Objetivos Describir las actividades comunitarias de promoción de la salud realizadas en atención primaria, y comparar los tipos y formas de llevarse a cabo en las distintas comunidades autónomas.
Métodos Estudio multicéntrico descriptivo realizado en atención primaria de cinco comunidades autónomas. Se incluyeron actividades comunitarias no puntuales, realizadas en el año previo, con participación del equipo de atención primaria, en las que la comunidad participaba activamente o era una actividad intersectorial. Responsables de 194 equipos respondieron sobre participación en actividades comunitarias. En caso afirmativo, se completaba un cuestionario. Variables: tema abordado, población diana, profesionales implicados, tiempo y ámbito de realización, evaluación, perspectivas teóricas, inscripción en redes, participación de la comunidad y otros agentes, y valoración de estas participaciones. Análisis: descriptivo estratificado por comunidades autónomas.
Resultados Se identificaron 183 actividades comunitarias en 104 equipos. Aunque varían entre las comunidades autónomas, destacan las actividades de salud general, alimentación y salud afectiva-sexual, dirigidas a población general, infancia o progenitores, y desarrolladas en centros educativos o de salud. La mediana de trayectoria es de 4 años y con 2,8 profesionales implicados. El 72,5% se realizan en horario laboral, el 75% son evaluadas y el 70% apoyadas en perspectivas teórico-metodológicas. En el 65% participan sectores no sanitarios, en el 60% la administración y en el 58,5% entidades cívicas. En el 85,8% participaba personal de enfermería, en el 38,5% de medicina y en el 35% de trabajo social. Hay variabilidad entre comunidades autónomas.

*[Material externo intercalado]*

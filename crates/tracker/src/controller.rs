//! AimController - error → bounded correction
//!
//! 预测位置 = 平滑位置 + 速度 × 预测系数；
//! 误差 = 预测位置 − 画面中心；
//! 增益 = min(基础增益 + 距离 × 距离系数, 增益上限)；
//! 输出 = 累积器提取的整数位移。

use contracts::{ControlConfig, Correction, GainProfile, TrackedPoint};

use crate::accumulator::Accumulator;
use crate::kalman::MotionEstimator;

/// Controller constants, fixed for the lifetime of a loop
#[derive(Debug, Clone, Copy, PartialEq)]
pub struct ControlParams {
    pub base_gain: f64,
    pub gain_cap: f64,
    pub distance_gain: f64,
    pub prediction_factor: f64,
    pub filter_enabled: bool,
}

impl ControlParams {
    pub fn from_config(control: &ControlConfig, profile: &GainProfile) -> Self {
        Self {
            base_gain: profile.base_gain,
            gain_cap: profile.gain_cap,
            distance_gain: control.distance_gain,
            prediction_factor: control.prediction_factor,
            filter_enabled: profile.filter_enabled,
        }
    }

    /// Distance-adaptive gain, never above `gain_cap`
    #[inline]
    pub fn gain_for(&self, distance: f64) -> f64 {
        (self.base_gain + distance * self.distance_gain).min(self.gain_cap)
    }
}

/// Owns the estimator and accumulator for one control loop
#[derive(Debug, Clone)]
pub struct AimController {
    params: ControlParams,
    estimator: MotionEstimator,
    accumulator: Accumulator,
}

impl AimController {
    pub fn new(params: ControlParams) -> Self {
        Self {
            params,
            estimator: MotionEstimator::new(params.filter_enabled),
            accumulator: Accumulator::new(),
        }
    }

    pub fn params(&self) -> &ControlParams {
        &self.params
    }

    pub fn estimator(&self) -> &MotionEstimator {
        &self.estimator
    }

    pub fn accumulator(&self) -> &Accumulator {
        &self.accumulator
    }

    /// One control step
    ///
    /// No point: estimator and accumulator are reset and a zero,
    /// target-less correction is returned. A non-finite point counts as no
    /// point and never reaches the estimator.
    pub fn compute(&mut self, point: Option<TrackedPoint>, width: u32, height: u32) -> Correction {
        let Some(point) = point.filter(TrackedPoint::is_finite) else {
            self.reset();
            return Correction::NONE;
        };

        let est = self.estimator.update(point.x, point.y);
        let predicted_x = est.x + est.vx * self.params.prediction_factor;
        let predicted_y = est.y + est.vy * self.params.prediction_factor;

        let err_x = predicted_x - width as f64 * 0.5;
        let err_y = predicted_y - height as f64 * 0.5;
        let gain = self.params.gain_for(err_x.hypot(err_y));

        let (dx, dy) = self.accumulator.push(err_x * gain, err_y * gain);
        Correction::target(dx, dy)
    }

    pub fn reset(&mut self) {
        self.estimator.reset();
        self.accumulator.reset();
    }
}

Discusión Se aprecia variabilidad entre comunidades autónomas en los tipos y formas de aplicación de las actividades comunitarias realizadas por atención primaria, así como en el reconocimiento institucional y la implicación comunitaria en el desarrollo y la evaluación de la actividad
Objective To describe the health-promoting community activities developed in primary health care and compare types of activities and how they are performed among autonomous regions.
Methods A descriptive multicenter study was carried out in primary care in 5 Spanish regions. We included community activities consisting of non-sporadic activities, carried out in the previous year, with the participation of the primary care team, and the active participation of the community or as a cross-sector activity. The persons responsible for each of the 194 teams were asked if the team participated in community activities and, if so, a questionnaire was completed by the person responsible for each activity. The variables consisted of the topic addressed, the target population, the professionals involved, the time and scope of implementation, evaluation, theoretical perspectives, network registration, the involvement of the community and other agents, and evaluation of this involvement. A descriptive analysis was performed, stratified by region.
Results We identified 183 community activities in 104 teams. Although there was wide variability among regions, most activities were related to general health, nutrition and emotional-sexual health and targeted the general population, children or parents and were carried out in educational or health centers. Participating professionals had a median of 4 years of experience and a median of 2.8 professionals were involved in each activity. A total of 72.5% of the activities were performed during working hours, 75% were evaluated, and 70% were supported by theoretical and methodological perspectives. Non-health sectors were involved in 65%, local government in 60%, and nongovernmental organizations in 58.5%. Nurses were involved in 85.8% of the activities, physicians in 38.5%, and social workers in 35%. Substantial variability was detected among regions.
Discussion Wide variability was found in the types of activities and their application among the community activities developed by primary care, as well as in institutional recognition and community involvement in the development and evaluation of these activities.